Protecting transgender people
May 8, 2011 - 1:35 am
Las Vegas is renowned for its hospitality to visitors. However, that reputation -- and the reputation of Nevada as a whole -- took a hit when Stephanie, a transgendered New Yorker visiting Las Vegas in April, says she was escorted out of, and forever banned from, the Cosmopolitan hotel after using a women's restroom.
Though the Cosmopolitan later apologized to the LGBT community for the incident, inviting Stephanie back to the casino anytime and assuring that it would appropriately train its employees in the future, the incident highlights the kind of discrimination transgender people face on a regular basis.
Nevadans and its millions of annual visitors deserve better and, thankfully, our state Legislature seems to recognize that. The state Senate recently passed Senate Bill 331. It would add sex and gender identity and expression to Nevada's anti-discrimination law in public accommodations -- including hotels and restaurants. The bill is now before the state Assembly.
Few businesses have a policy that explicitly prohibits this kind of discrimination. While the Cosmopolitan did the right thing in the end by clarifying its nondiscrimination policy, poorly trained employees, who may have little understanding of what gender identity means, can subject people such as Stephanie to unfair treatment.
The bill would make Nevada one of about a dozen states with protection for transgendered persons in public accommodations. Importantly and frequently forgotten in media and public discussions of Nevada's current bills covering transgender rights, the bill also would take Nevada off the list of about a dozen other states that currently do not have protection by sex and gender in their public accommodations laws.
Strangely, which bathroom a transgender person uses seems to be the only controversy in adding protection for transgendered persons to Nevada's public accommodations law. Opponents state or imply that a person who publicly expresses and presents herself as female but is biologically male, should not use a women's restroom because it is inappropriate or even dangerous. But, actually, it is even more inappropriate for her to use a men's restroom, and certainly more dangerous for her.
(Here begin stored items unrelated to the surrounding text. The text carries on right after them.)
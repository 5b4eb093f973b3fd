//! LRU (Least Recently Used) replacement policy.

use log::trace;

use crate::common::{FrameId, PageId};
use crate::policy::{EvictionPolicy, FrameIndex};

/// Evicts the frame whose page was accessed longest ago.
///
/// Each frame is keyed by the index of the last access to its page.
/// Frames that were never filled carry `None`, which orders before every
/// access index, so they are used first and in frame order.
#[derive(Debug)]
pub struct LruPolicy {
    last_used: FrameIndex<Option<usize>>,
}

impl LruPolicy {
    /// Create an LRU policy over `frames` frames.
    ///
    /// # Panics
    /// Panics if `frames` is 0.
    pub fn new(frames: usize) -> Self {
        assert!(frames > 0, "frames must be > 0");

        Self {
            last_used: FrameIndex::new(frames, None),
        }
    }
}

impl EvictionPolicy for LruPolicy {
    fn on_hit(&mut self, _page: PageId, frame: FrameId, index: usize) {
        self.last_used.rekey(frame, Some(index));
    }

    fn on_miss(&mut self, page: PageId, index: usize) -> FrameId {
        let victim = self
            .last_used
            .min_frame()
            .expect("LRU index holds one entry per frame");

        trace!(
            "LRU: page {} at {} takes frame {} (last used {:?})",
            page,
            index,
            victim,
            self.last_used.key(victim)
        );
        self.last_used.rekey(victim, Some(index));
        victim
    }
}

#[cfg(test)]
mod tests {
    use super::*;

    #[test]
    fn test_lru_fills_empty_frames_in_order() {
        let mut policy = LruPolicy::new(3);

        assert_eq!(policy.on_miss(PageId::new(1), 0), FrameId::new(1));
        assert_eq!(policy.on_miss(PageId::new(2), 1), FrameId::new(2));
        assert_eq!(policy.on_miss(PageId::new(3), 2), FrameId::new(3));
    }

    #[test]
    fn test_lru_evicts_least_recent() {
        let mut policy = LruPolicy::new(2);

        policy.on_miss(PageId::new(1), 0);
        policy.on_miss(PageId::new(2), 1);

        assert_eq!(policy.on_miss(PageId::new(3), 2), FrameId::new(1));
        assert_eq!(policy.on_miss(PageId::new(4), 3), FrameId::new(2));
    }

    #[test]
    fn test_lru_hit_refreshes_frame() {
        let mut policy = LruPolicy::new(2);

        policy.on_miss(PageId::new(1), 0);
        policy.on_miss(PageId::new(2), 1);
        policy.on_hit(PageId::new(1), FrameId::new(1), 2);

        // Frame 2 is now the least recently used
        assert_eq!(policy.on_miss(PageId::new(3), 3), FrameId::new(2));
    }

    #[test]
    fn test_lru_empty_frame_before_any_used_frame() {
        let mut policy = LruPolicy::new(3);

        policy.on_miss(PageId::new(1), 0);
        policy.on_hit(PageId::new(1), FrameId::new(1), 1);

        assert_eq!(policy.on_miss(PageId::new(2), 2), FrameId::new(2));
    }
}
Ultimately and without ever saying so, this bill's opponents apparently don't want transgendered persons to use public restrooms at all.
Most people accept that our laws are, above all, a statement about what we believe as a people. A civil rights law banning public accommodations discrimination based on gender identity does not say that we endorse any one kind of gender identity, any more than our civil rights laws against race discrimination endorse any particular race or national origin, or that our laws against religious discrimination endorse being a member of one religion or none at all.
What passing SB331 does say, is that we, as Nevadans, believe in fundamental fairness for all people.
Dane S. Claussen is executive director of the American Civil Liberties Union of Nevada.